Recentemente ouvi, impactado, a pergunta de um vendedor numa farmácia do meu bairro. O jovem, muito cordial e solene, ao me reconhecer, passou a indagar sobre temas que voltaram a ser atuais, ainda que do tempo do ronca (expressão resgatada, recentemente). Repliquei o seu comportamento e fui respondendo com delicadeza, evitando aquecer o diálogo, até porque não era o caso.
Mas eis que veio a Bomba H (literalmente):
- O que o senhor acha do Tratado do Apocalipse?
- De quê?????
- Do Apocalipse, assinado pela ONU e pela Organização Mundial de Saúde.
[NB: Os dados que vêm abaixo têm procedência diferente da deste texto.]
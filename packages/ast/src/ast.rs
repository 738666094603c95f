use ordered_float::OrderedFloat;
use serde::{Deserialize, Serialize};
use std::cell::OnceCell;
use std::fmt;

/// Span information for source location tracking
#[derive(Debug, Clone, PartialEq, Eq, Hash, Serialize, Deserialize)]
pub struct Span {
    pub start: usize,
    pub end: usize,
    /// 1-based source line the node starts on
    pub line: usize,
    pub id: String,
}

impl Span {
    pub fn new(start: usize, end: usize, line: usize, id: String) -> Self {
        Self {
            start,
            end,
            line,
            id,
        }
    }
}

/// Per-node memo for the structural hash and the canonical id.
///
/// Filled lazily by whoever hashes the tree; never serialized and never
/// taken into account by equality.
#[derive(Default, Clone)]
pub struct NodeMemo {
    hash: OnceCell<u32>,
    id: OnceCell<String>,
}

impl NodeMemo {
    pub fn hash(&self) -> Option<u32> {
        self.hash.get().copied()
    }

    pub fn id(&self) -> Option<&str> {
        self.id.get().map(String::as_str)
    }

    pub fn hash_or_init(&self, init: impl FnOnce() -> u32) -> u32 {
        *self.hash.get_or_init(init)
    }

    pub fn id_or_init(&self, init: impl FnOnce() -> String) -> &str {
        self.id.get_or_init(init)
    }
}

impl fmt::Debug for NodeMemo {
    fn fmt(&self, f: &mut fmt::Formatter<'_>) -> fmt::Result {
        f.debug_struct("NodeMemo")
            .field("hash", &self.hash.get())
            .finish_non_exhaustive()
    }
}

impl PartialEq for NodeMemo {
    fn eq(&self, _other: &Self) -> bool {
        true
    }
}

/// Root block of a source file
#[derive(Debug, Clone, PartialEq, Serialize, Deserialize)]
pub struct Chunk {
    pub body: Vec<Statement>,
    pub span: Span,
}

/// Function literal; introduces its own lexical block
#[derive(Debug, Clone, PartialEq, Serialize, Deserialize)]
pub struct FunctionDeclaration {
    pub parameters: Vec<Parameter>,
    pub body: Vec<Statement>,
    pub span: Span,
}

#[derive(Debug, Clone, PartialEq, Serialize, Deserialize)]
#[serde(tag = "type")]
pub enum Parameter {
    /// Plain parameter (`a`)
    Identifier { name: String, span: Span },

    /// Parameter with a default value (`a = 1`)
    Default {
        name: String,
        default: Expression,
        span: Span,
    },
}

impl Parameter {
    pub fn name(&self) -> &str {
        match self {
            Parameter::Identifier { name, .. } | Parameter::Default { name, .. } => name,
        }
    }

    pub fn default_value(&self) -> Option<&Expression> {
        match self {
            Parameter::Identifier { .. } => None,
            Parameter::Default { default, .. } => Some(default),
        }
    }

    pub fn span(&self) -> &Span {
        match self {
            Parameter::Identifier { span, .. } | Parameter::Default { span, .. } => span,
        }
    }
}

/// `target = init`
#[derive(Debug, Clone, PartialEq, Serialize, Deserialize)]
pub struct Assignment {
    pub target: Expression,
    pub init: Expression,
    pub span: Span,
}

/// `for variable in iterator`
#[derive(Debug, Clone, PartialEq, Serialize, Deserialize)]
pub struct ForLoop {
    pub variable: Expression,
    pub iterator: Expression,
    pub body: Vec<Statement>,
    pub span: Span,
}

#[derive(Debug, Clone, PartialEq, Serialize, Deserialize)]
pub struct IfClause {
    pub condition: Expression,
    pub body: Vec<Statement>,
}

#[derive(Debug, Clone, PartialEq, Serialize, Deserialize)]
#[serde(tag = "type")]
pub enum Statement {
    Assignment(Assignment),

    /// Bare expression (usually a call)
    Expression { expression: Expression },

    If {
        clauses: Vec<IfClause>,
        else_body: Option<Vec<Statement>>,
        span: Span,
    },

    While {
        condition: Expression,
        body: Vec<Statement>,
        span: Span,
    },

    For(ForLoop),

    Return {
        argument: Option<Expression>,
        span: Span,
    },

    Break { span: Span },

    Continue { span: Span },
}

/// Expression node
#[derive(Debug, Clone, PartialEq, Serialize, Deserialize)]
pub struct Expression {
    pub kind: ExpressionKind,
    pub span: Span,
    #[serde(skip)]
    pub memo: NodeMemo,
}

#[derive(Debug, Clone, PartialEq, Serialize, Deserialize)]
#[serde(tag = "type")]
pub enum ExpressionKind {
    Nil,

    String { value: String },

    Number { value: OrderedFloat<f64> },

    Boolean { value: bool },

    Identifier { name: String },

    /// `base.identifier`
    Member {
        base: Box<Expression>,
        identifier: String,
    },

    /// `base[index]`
    Index {
        base: Box<Expression>,
        index: Box<Expression>,
    },

    /// `base[left:right]`
    Slice {
        base: Box<Expression>,
        left: Option<Box<Expression>>,
        right: Option<Box<Expression>>,
    },

    /// `base(arguments)`
    Call {
        base: Box<Expression>,
        arguments: Vec<Expression>,
    },

    Unary {
        operator: UnaryOp,
        argument: Box<Expression>,
    },

    Binary {
        left: Box<Expression>,
        operator: BinaryOp,
        right: Box<Expression>,
    },

    /// `{ key: value, ... }`
    Map { fields: Vec<MapField> },

    /// `[a, b, ...]`
    List { items: Vec<Expression> },

    Function { declaration: FunctionDeclaration },

    /// Node kinds the parser produces but the engine does not model
    /// (error recovery, comments, ...)
    Unknown { kind: String },
}

#[derive(Debug, Clone, PartialEq, Serialize, Deserialize)]
pub struct MapField {
    pub key: Expression,
    pub value: Expression,
}

#[derive(Debug, Clone, Copy, PartialEq, Eq, Hash, Serialize, Deserialize)]
pub enum UnaryOp {
    /// `@expr`: take the callable itself instead of invoking it
    Reference,
    /// `new expr`
    New,
    Negate,
    Not,
}

#[derive(Debug, Clone, Copy, PartialEq, Eq, Hash, Serialize, Deserialize)]
pub enum BinaryOp {
    Add,
    Subtract,
    Multiply,
    Divide,
    Modulo,
    Power,
    Equals,
    NotEquals,
    LessThan,
    LessThanOrEqual,
    GreaterThan,
    GreaterThanOrEqual,
    And,
    Or,
    Isa,
}

impl UnaryOp {
    pub fn as_str(&self) -> &'static str {
        match self {
            UnaryOp::Reference => "@",
            UnaryOp::New => "new ",
            UnaryOp::Negate => "-",
            UnaryOp::Not => "not ",
        }
    }
}

impl BinaryOp {
    pub fn as_str(&self) -> &'static str {
        match self {
            BinaryOp::Add => "+",
            BinaryOp::Subtract => "-",
            BinaryOp::Multiply => "*",
            BinaryOp::Divide => "/",
            BinaryOp::Modulo => "%",
            BinaryOp::Power => "^",
            BinaryOp::Equals => "==",
            BinaryOp::NotEquals => "!=",
            BinaryOp::LessThan => "<",
            BinaryOp::LessThanOrEqual => "<=",
            BinaryOp::GreaterThan => ">",
            BinaryOp::GreaterThanOrEqual => ">=",
            BinaryOp::And => "and",
            BinaryOp::Or => "or",
            BinaryOp::Isa => "isa",
        }
    }
}

impl Expression {
    pub fn new(kind: ExpressionKind, span: Span) -> Self {
        Self {
            kind,
            span,
            memo: NodeMemo::default(),
        }
    }

    /// Identifier name, if this is a plain identifier
    pub fn as_identifier(&self) -> Option<&str> {
        match &self.kind {
            ExpressionKind::Identifier { name } => Some(name),
            _ => None,
        }
    }

    /// Literal or collection constructor
    pub fn is_value(&self) -> bool {
        matches!(
            self.kind,
            ExpressionKind::Nil
                | ExpressionKind::String { .. }
                | ExpressionKind::Number { .. }
                | ExpressionKind::Boolean { .. }
                | ExpressionKind::Map { .. }
                | ExpressionKind::List { .. }
        )
    }

    /// Short name of the node kind, for diagnostics
    pub fn kind_name(&self) -> &str {
        match &self.kind {
            ExpressionKind::Nil => "Nil",
            ExpressionKind::String { .. } => "String",
            ExpressionKind::Number { .. } => "Number",
            ExpressionKind::Boolean { .. } => "Boolean",
            ExpressionKind::Identifier { .. } => "Identifier",
            ExpressionKind::Member { .. } => "Member",
            ExpressionKind::Index { .. } => "Index",
            ExpressionKind::Slice { .. } => "Slice",
            ExpressionKind::Call { .. } => "Call",
            ExpressionKind::Unary { .. } => "Unary",
            ExpressionKind::Binary { .. } => "Binary",
            ExpressionKind::Map { .. } => "Map",
            ExpressionKind::List { .. } => "List",
            ExpressionKind::Function { .. } => "Function",
            ExpressionKind::Unknown { kind } => kind,
        }
    }
}

impl Chunk {
    pub fn new(span: Span) -> Self {
        Self {
            body: Vec::new(),
            span,
        }
    }
}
- Para acabar com o mundo?!
- Sim, claro.
- Onde você viu isso?
- No meu grupo de zap todo mundo já recebeu várias mensagens, para que a gente se prepare. O senhor não sabia disso não, é?!
Seu tom revelava perplexidade e ironia diante da minha insana ignorância, sendo ele o informante, em primeira mão, de algo tão espetacular. E logo a quem, por obrigação profissional, deveria saber em detalhes que o fim está próximo, graças ao acerto entre dois importantes organismos internacionais.
Meneei a cabeça, numa mudez que só o grande cogumelo atômico seria capaz de provocar aos humanos que o testemunhassem, prevendo o desfecho do novo Cretáceo.
Saí dali com a desconfiança de que, sim, o “meu” mundo estava prestes a se desmanchar.